Playing a game is pretty straightforward once your settings are dialed in. You pick your team, choose whether you want to pitch or bat first, and you’re good to go. It’s simple, and it feels and looks great, too, with some slick animation work really selling the baseball experience — even if it sometimes crosses into the uncanny valley with its motion capture. You can just play individual matches, if that’s all you want to do, but it’s the game’s additional modes that are the main draw.
The biggest improvement for the 2025 edition of MLB The Show is a small overhaul to Road to the Show, effectively the game’s campaign mode. Here, instead of diving right into the league like prior years, you create a character and start off playing a couple games of high school ball, working your way through college and the Men’s College World Series, and finally finding a place among the big leagues.
There’s a surprising amount of variance in this mode, with different options for colleges and teams opening up depending on how you perform and the choices you make. You don’t have to attend college, instead signing into an MLB team straight out of high school, but playing in college leagues lets you build your profile, offering you the chance to improve your skills and land better, higher profile offers in the big leagues instead of slowly working through the minors.
It’s an incredibly robust game mode, at times let down by how low-budget it can feel. Despite ostensibly being a story mode, the actual storytelling is done cheaply, with canned animations and no voice acting. Instead, you’re forced to sit through stilted cutscenes where two characters flap their lips at each other while text boxes pop up on the screen.

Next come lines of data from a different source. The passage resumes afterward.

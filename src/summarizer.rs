use std::sync::Arc;
use tracing::{debug, error, info, warn};
use url::Url;

use crate::api::models::SummarizeResponse;
use crate::config::Config;
use crate::error::{AppError, ClientError, Collaborator, Result};
use crate::exa::{ContentSource, ExaClient};
use crate::llm::{ChatModel, GroqClient};
use crate::moderation::{self, LegitimacyVerdict};
use crate::tags;

const NO_SUMMARY: &str = "No summary available";

/// Title and summary of the first document the content service returned.
#[derive(Debug, Clone, PartialEq)]
pub struct ContentSummary {
    pub title: Option<String>,
    pub summary: String,
}

/// Runs one URL through content retrieval, moderation and tagging.
pub struct Summarizer {
    source: Arc<dyn ContentSource>,
    model: Arc<dyn ChatModel>,
}

impl Summarizer {
    pub fn new(source: Arc<dyn ContentSource>, model: Arc<dyn ChatModel>) -> Self {
        Self { source, model }
    }

    /// Builds the Exa and Groq clients, failing when a credential is missing.
    pub fn from_config(config: &Config) -> Result<Self> {
        let creds = config.credentials()?;

        let source = ExaClient::new(creds.exa_api_key, &config.exa_api_url, config.request_timeout)
            .map_err(|e| AppError::ConfigError(format!("Failed to build Exa client: {}", e)))?;
        let model = GroqClient::new(
            creds.groq_api_key,
            &config.groq_api_url,
            &config.groq_model,
            config.request_timeout,
        )
        .map_err(|e| AppError::ConfigError(format!("Failed to build Groq client: {}", e)))?;

        Ok(Self::new(Arc::new(source), Arc::new(model)))
    }

    pub async fn summarize(&self, url: Option<&str>) -> Result<SummarizeResponse> {
        let url = validate_url(url)?;
        info!(%url, "Summarizing URL");

        let content = self.fetch_summary(url.as_str()).await?;
        debug!(
            has_title = content.title.is_some(),
            summary_len = content.summary.len(),
            "Fetched content summary"
        );

        let verdict = self.judge(&content).await?;
        info!(is_legit = verdict.is_legit, reason = %verdict.reason, "Legitimacy verdict");

        let meta_tags = self.extract_tags(&content).await;

        Ok(SummarizeResponse {
            pass: verdict.is_legit,
            meta_tags: Some(meta_tags).filter(|t| !t.is_empty()),
        })
    }

    async fn fetch_summary(&self, url: &str) -> Result<ContentSummary> {
        let results = self.source.get_contents(url).await.map_err(|e| {
            error!(error = %e, "Exa API error");
            if e.is_unauthorized() {
                AppError::Unauthorized(Collaborator::Exa)
            } else {
                AppError::Upstream(e.to_string())
            }
        })?;

        let first = results.into_iter().next().ok_or_else(|| {
            warn!(url, "No content found");
            AppError::NotFound
        })?;

        Ok(ContentSummary {
            title: first.title.filter(|t| !t.is_empty()),
            summary: first
                .summary
                .filter(|s| !s.is_empty())
                .unwrap_or_else(|| NO_SUMMARY.to_string()),
        })
    }

    async fn judge(&self, content: &ContentSummary) -> Result<LegitimacyVerdict> {
        let prompt = moderation::build_prompt(content.title.as_deref(), &content.summary);

        match self.model.complete(&prompt).await {
            Ok(reply) => Ok(moderation::parse_verdict(&reply)),
            Err(e) if e.is_unauthorized() => {
                error!(error = %e, "Groq rejected credentials during moderation");
                Err(AppError::Unauthorized(Collaborator::Groq))
            }
            Err(e) => {
                warn!(error = %e, "Moderation call failed, treating content as not legitimate");
                Ok(LegitimacyVerdict::unverified(failure_message(&e)))
            }
        }
    }

    async fn extract_tags(&self, content: &ContentSummary) -> String {
        let prompt = tags::build_prompt(content.title.as_deref(), &content.summary);

        match self.model.complete(&prompt).await {
            Ok(reply) => tags::normalize(&reply),
            Err(e) => {
                warn!(error = %e, "Tag generation failed, using keywords from the summary");
                tags::fallback(content.title.as_deref(), &content.summary)
            }
        }
    }
}

/// Rejects a missing, empty or unparsable URL before any external call.
pub fn validate_url(url: Option<&str>) -> Result<Url> {
    let url = url.filter(|u| !u.is_empty()).ok_or(AppError::MissingUrl)?;
    Url::parse(url).map_err(|_| AppError::InvalidUrl)
}

fn failure_message(err: &ClientError) -> String {
    match err {
        ClientError::Api { body, .. } if !body.is_empty() => body.clone(),
        other => other.to_string(),
    }
}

Occasionally, you’ll be able to pick from a few different responses during a conversation, but it doesn’t seem like these affect how the story plays out in the slightest. It’s a bit of a bummer, and it would be nice to see this fleshed out a bit in the future, but it’s still a big improvement overall compared to prior years.

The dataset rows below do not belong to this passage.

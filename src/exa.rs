use async_trait::async_trait;
use reqwest::Client;
use serde::{Deserialize, Serialize};
use std::time::Duration;
use tracing::debug;

use crate::error::ClientError;

/// One document returned by the content service.
#[derive(Debug, Clone, Default, Deserialize, PartialEq)]
pub struct ContentResult {
    #[serde(default)]
    pub url: Option<String>,
    #[serde(default)]
    pub title: Option<String>,
    #[serde(default)]
    pub summary: Option<String>,
}

#[async_trait]
pub trait ContentSource: Send + Sync {
    /// Fetches the page at `url` along with a generated summary.
    async fn get_contents(&self, url: &str) -> Result<Vec<ContentResult>, ClientError>;
}

#[derive(Serialize)]
struct ContentsRequest<'a> {
    urls: [&'a str; 1],
    summary: bool,
}

#[derive(Deserialize)]
struct ContentsResponse {
    #[serde(default)]
    results: Vec<ContentResult>,
}

/// Client for Exa's `/contents` endpoint.
pub struct ExaClient {
    client: Client,
    api_key: String,
    base_url: String,
}

impl ExaClient {
    pub fn new(
        api_key: impl Into<String>,
        base_url: impl Into<String>,
        timeout: Duration,
    ) -> Result<Self, ClientError> {
        let base_url: String = base_url.into();
        let client = Client::builder()
            .timeout(timeout)
            .connect_timeout(Duration::from_secs(5))
            .pool_max_idle_per_host(10)
            .build()?;

        Ok(Self {
            client,
            api_key: api_key.into(),
            base_url: base_url.trim_end_matches('/').to_string(),
        })
    }
}

#[async_trait]
impl ContentSource for ExaClient {
    async fn get_contents(&self, url: &str) -> Result<Vec<ContentResult>, ClientError> {
        debug!(url, "Exa contents request");

        let res = self
            .client
            .post(format!("{}/contents", self.base_url))
            .header("x-api-key", &self.api_key)
            .json(&ContentsRequest {
                urls: [url],
                summary: true,
            })
            .send()
            .await?;

        let status = res.status();
        if !status.is_success() {
            let text = res.text().await.unwrap_or_default();
            return Err(ClientError::from_status(status.as_u16(), text));
        }

        let parsed: ContentsResponse = res
            .json()
            .await
            .map_err(|e| ClientError::InvalidResponse(format!("Invalid response format from Exa: {}", e)))?;

        Ok(parsed.results)
    }
}
pub mod models;
pub mod response;
pub mod routes;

Other familiar game modes return too, including Franchise mode, which has a few small changes to how you pick up free agents, and Storylines, which is a little bit light on content at the moment but is wonderfully presented. If you’re not a big baseball history buff, some of Storylines will be lost on you, but it’s a lovely walk through some historical, real-life player stories, with more on the way in future updates.
The final major addition is Diamond Quest, part of the Diamond Dynasty game mode, which is something a lot of players are likely to get sucked into. It’s effectively a roguelike game mode that’s presented like a board game, with players rolling a die to progress through the board. Landing on a square either gives you a reward, does nothing, or lets you partake in a gameplay challenge — like scoring a specific amount of runs or striking out a specific amount of players — which gives you rewards like cards. When you reach the end of the board, you play in a game, and if you win, you get to keep everything you earned on the board. If you lose, it’s all lost. It’s an absolute blast, and it’s a great addition to the game that lets you grind out cards and other rewards without it feeling monotonous.
MLB The Show 25 offers a host of small, but meaningful, upgrades to the MLB The Show experience, making it the best game in the series to date. It feels a little bit underbaked in some places, but its new additions to Road to the Show and Diamond Dynasty make it well worth picking up for newcomers and veterans alike.